====== Recorded data ======
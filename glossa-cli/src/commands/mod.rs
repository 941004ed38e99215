//! CLI command implementations

use clap::Subcommand;
use glossa_core::LineEndings;

pub mod check_dict;
pub mod show_config;
pub mod tokens;
pub mod translate;

/// Available CLI commands
#[derive(Debug, Subcommand)]
pub enum Commands {
    /// Translate a text file word by word (prompts for missing file names)
    Translate(translate::TranslateArgs),

    /// Print the token stream of a file
    Tokens(tokens::TokensArgs),

    /// Validate a dictionary file
    CheckDict(check_dict::CheckDictArgs),

    /// Print the effective configuration as TOML
    Config(show_config::ShowConfigArgs),
}

/// Line-terminator handling selectable on the command line
#[derive(Debug, Clone, Copy, PartialEq, Eq, clap::ValueEnum)]
pub enum LineEndingsArg {
    /// Emit "\n" after every line
    Canonical,
    /// Keep the line breaks found in the input
    Preserve,
}

impl From<LineEndingsArg> for LineEndings {
    fn from(arg: LineEndingsArg) -> Self {
        match arg {
            LineEndingsArg::Canonical => LineEndings::Canonical,
            LineEndingsArg::Preserve => LineEndings::Preserve,
        }
    }
}
//! Maximal-munch lexer over a single line of text
//!
//! The lexer partitions a line into alternating runs of word characters
//! and separator characters. Each run is as long as possible, so the
//! concatenation of the runs is always the original line.

use crate::error::{Error, Result};
use crate::token::is_separator;

/// Return the word or separator run starting at byte offset `position`.
///
/// The run contains every following character of the same class as the
/// character at `position` and stops at the end of `text` or at the first
/// character of the other class.
///
/// # Errors
///
/// [`Error::InvalidArgument`] if `position` is not strictly less than
/// `text.len()` or does not fall on a character boundary.
pub fn next_word_or_separator(text: &str, position: usize) -> Result<&str> {
    if position >= text.len() {
        return Err(Error::InvalidArgument(format!(
            "position {position} out of range for text of length {}",
            text.len()
        )));
    }
    if !text.is_char_boundary(position) {
        return Err(Error::InvalidArgument(format!(
            "position {position} is not on a character boundary"
        )));
    }

    let rest = &text[position..];
    let mut chars = rest.char_indices();
    // Non-empty: position < len and on a boundary
    let first_is_separator = chars.next().map(|(_, ch)| is_separator(ch)).unwrap_or(false);

    let end = chars
        .find(|&(_, ch)| is_separator(ch) != first_is_separator)
        .map(|(idx, _)| idx)
        .unwrap_or(rest.len());

    Ok(&rest[..end])
}

/// Iterator over the runs of one line
#[derive(Debug, Clone)]
pub struct Lexer<'a> {
    text: &'a str,
    position: usize,
}

impl<'a> Lexer<'a> {
    /// Create a lexer over `text`
    pub fn new(text: &'a str) -> Self {
        Self { text, position: 0 }
    }

    /// Byte offset of the next run
    pub fn position(&self) -> usize {
        self.position
    }
}

impl<'a> Iterator for Lexer<'a> {
    type Item = &'a str;

    fn next(&mut self) -> Option<Self::Item> {
        if self.position >= self.text.len() {
            return None;
        }
        // position always sits on a boundary inside the text here
        let run = next_word_or_separator(self.text, self.position).ok()?;
        self.position += run.len();
        Some(run)
    }
}

#[cfg(test)]
mod tests {
    use super::*;

    #[test]
    fn test_word_run() {
        assert_eq!(next_word_or_separator("Hello, world!", 0).unwrap(), "Hello");
    }

    #[test]
    fn test_separator_run() {
        assert_eq!(next_word_or_separator("Hello, world!", 5).unwrap(), ", ");
    }

    #[test]
    fn test_run_reaching_end_of_text() {
        assert_eq!(next_word_or_separator("Hello, world", 7).unwrap(), "world");
        assert_eq!(next_word_or_separator("Hello, world!", 12).unwrap(), "!");
    }

    #[test]
    fn test_run_starting_mid_word() {
        assert_eq!(next_word_or_separator("translate", 5).unwrap(), "late");
    }

    #[test]
    fn test_single_character_line() {
        assert_eq!(next_word_or_separator(";", 0).unwrap(), ";");
        assert_eq!(next_word_or_separator("x", 0).unwrap(), "x");
    }

    #[test]
    fn test_multibyte_characters() {
        let text = "świat, żółw";
        assert_eq!(next_word_or_separator(text, 0).unwrap(), "świat");
        let offset = "świat, ".len();
        assert_eq!(next_word_or_separator(text, offset).unwrap(), "żółw");
    }

    #[test]
    fn test_position_out_of_range() {
        assert!(matches!(
            next_word_or_separator("abc", 3),
            Err(Error::InvalidArgument(_))
        ));
        assert!(matches!(
            next_word_or_separator("", 0),
            Err(Error::InvalidArgument(_))
        ));
    }

    #[test]
    fn test_position_inside_character() {
        // 'ś' is two bytes long
        assert!(matches!(
            next_word_or_separator("ś", 1),
            Err(Error::InvalidArgument(_))
        ));
    }

    #[test]
    fn test_lexer_partitions_line() {
        let runs: Vec<&str> = Lexer::new("while(i < n) {").collect();
        assert_eq!(runs, vec!["while", "(", "i", " ", "<", " ", "n", ") {"]);
        assert_eq!(runs.concat(), "while(i < n) {");
    }

    #[test]
    fn test_lexer_on_empty_line() {
        assert_eq!(Lexer::new("").count(), 0);
    }

    #[test]
    fn test_lexer_tracks_position() {
        let mut lexer = Lexer::new("a b");
        lexer.next();
        assert_eq!(lexer.position(), 1);
        lexer.next();
        lexer.next();
        assert_eq!(lexer.position(), 3);
        assert_eq!(lexer.next(), None);
    }
}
======
- **What this task involves**: Output the records in full. Match them exactly.

- **Output for this task**:
filename glossa-cli/src/commands/mod.rs
repository 941004ed38e99215
//! CLI command implementations

use clap::Subcommand;
use glossa_core::LineEndings;

pub mod check_dict;
pub mod show_config;
pub mod tokens;
pub mod translate;

/// Available CLI commands
#[derive(Debug, Subcommand)]
pub enum Commands {
    /// Translate a text file word by word (prompts for missing file names)
    Translate(translate::TranslateArgs),

    /// Print the token stream of a file
    Tokens(tokens::TokensArgs),

    /// Validate a dictionary file
    CheckDict(check_dict::CheckDictArgs),

    /// Print the effective configuration as TOML
    Config(show_config::ShowConfigArgs),
}

/// Line-terminator handling selectable on the command line
#[derive(Debug, Clone, Copy, PartialEq, Eq, clap::ValueEnum)]
pub enum LineEndingsArg {
    /// Emit "\n" after every line
    Canonical,
    /// Keep the line breaks found in the input
    Preserve,
}

impl From<LineEndingsArg> for LineEndings {
    fn from(arg: LineEndingsArg) -> Self {
        match arg {
            LineEndingsArg::Canonical => LineEndings::Canonical,
            LineEndingsArg::Preserve => LineEndings::Preserve,
        }
    }
}
//! Maximal-munch lexer over a single line of text
//!
//! The lexer partitions a line into alternating runs of word characters
//! and separator characters. Each run is as long as possible, so the
//! concatenation of the runs is always the original line.

use crate::error::{Error, Result};
use crate::token::is_separator;

/// Return the word or separator run starting at byte offset `position`.
///
/// The run contains every following character of the same class as the
/// character at `position` and stops at the end of `text` or at the first
/// character of the other class.
///
/// # Errors
///
/// [`Error::InvalidArgument`] if `position` is not strictly less than
/// `text.len()` or does not fall on a character boundary.
pub fn next_word_or_separator(text: &str, position: usize) -> Result<&str> {
    if position >= text.len() {
        return Err(Error::InvalidArgument(format!(
            "position {position} out of range for text of length {}",
            text.len()
        )));
    }
    if !text.is_char_boundary(position) {
        return Err(Error::InvalidArgument(format!(
            "position {position} is not on a character boundary"
        )));
    }

    let rest = &text[position..];
    let mut chars = rest.char_indices();
    // Non-empty: position < len and on a boundary
    let first_is_separator = chars.next().map(|(_, ch)| is_separator(ch)).unwrap_or(false);

    let end = chars
        .find(|&(_, ch)| is_separator(ch) != first_is_separator)
        .map(|(idx, _)| idx)
        .unwrap_or(rest.len());

    Ok(&rest[..end])
}

/// Iterator over the runs of one line
#[derive(Debug, Clone)]
pub struct Lexer<'a> {
    text: &'a str,
    position: usize,
}

impl<'a> Lexer<'a> {
    /// Create a lexer over `text`
    pub fn new(text: &'a str) -> Self {
        Self { text, position: 0 }
    }

    /// Byte offset of the next run
    pub fn position(&self) -> usize {
        self.position
    }
}

impl<'a> Iterator for Lexer<'a> {
    type Item = &'a str;

    fn next(&mut self) -> Option<Self::Item> {
        if self.position >= self.text.len() {
            return None;
        }
        // position always sits on a boundary inside the text here
        let run = next_word_or_separator(self.text, self.position).ok()?;
        self.position += run.len();
        Some(run)
    }
}

#[cfg(test)]
mod tests {
    use super::*;

    #[test]
    fn test_word_run() {
        assert_eq!(next_word_or_separator("Hello, world!", 0).unwrap(), "Hello");
    }

    #[test]
    fn test_separator_run() {
        assert_eq!(next_word_or_separator("Hello, world!", 5).unwrap(), ", ");
    }

    #[test]
    fn test_run_reaching_end_of_text() {
        assert_eq!(next_word_or_separator("Hello, world", 7).unwrap(), "world");
        assert_eq!(next_word_or_separator("Hello, world!", 12).unwrap(), "!");
    }

    #[test]
    fn test_run_starting_mid_word() {
        assert_eq!(next_word_or_separator("translate", 5).unwrap(), "late");
    }

    #[test]
    fn test_single_character_line() {
        assert_eq!(next_word_or_separator(";", 0).unwrap(), ";");
        assert_eq!(next_word_or_separator("x", 0).unwrap(), "x");
    }

    #[test]
    fn test_multibyte_characters() {
        let text = "świat, żółw";
        assert_eq!(next_word_or_separator(text, 0).unwrap(), "świat");
        let offset = "świat, ".len();
        assert_eq!(next_word_or_separator(text, offset).unwrap(), "żółw");
    }

    #[test]
    fn test_position_out_of_range() {
        assert!(matches!(
            next_word_or_separator("abc", 3),
            Err(Error::InvalidArgument(_))
        ));
        assert!(matches!(
            next_word_or_separator("", 0),
            Err(Error::InvalidArgument(_))
        ));
    }

    #[test]
    fn test_position_inside_character() {
        // 'ś' is two bytes long
        assert!(matches!(
            next_word_or_separator("ś", 1),
            Err(Error::InvalidArgument(_))
        ));
    }

    #[test]
    fn test_lexer_partitions_line() {
        let runs: Vec<&str> = Lexer::new("while(i < n) {").collect();
        assert_eq!(runs, vec!["while", "(", "i", " ", "<", " ", "n", ") {"]);
        assert_eq!(runs.concat(), "while(i < n) {");
    }

    #[test]
    fn test_lexer_on_empty_line() {
        assert_eq!(Lexer::new("").count(), 0);
    }

    #[test]
    fn test_lexer_tracks_position() {
        let mut lexer = Lexer::new("a b");
        lexer.next();
        assert_eq!(lexer.position(), 1);
        lexer.next();
        lexer.next();
        assert_eq!(lexer.position(), 3);
        assert_eq!(lexer.next(), None);
    }
}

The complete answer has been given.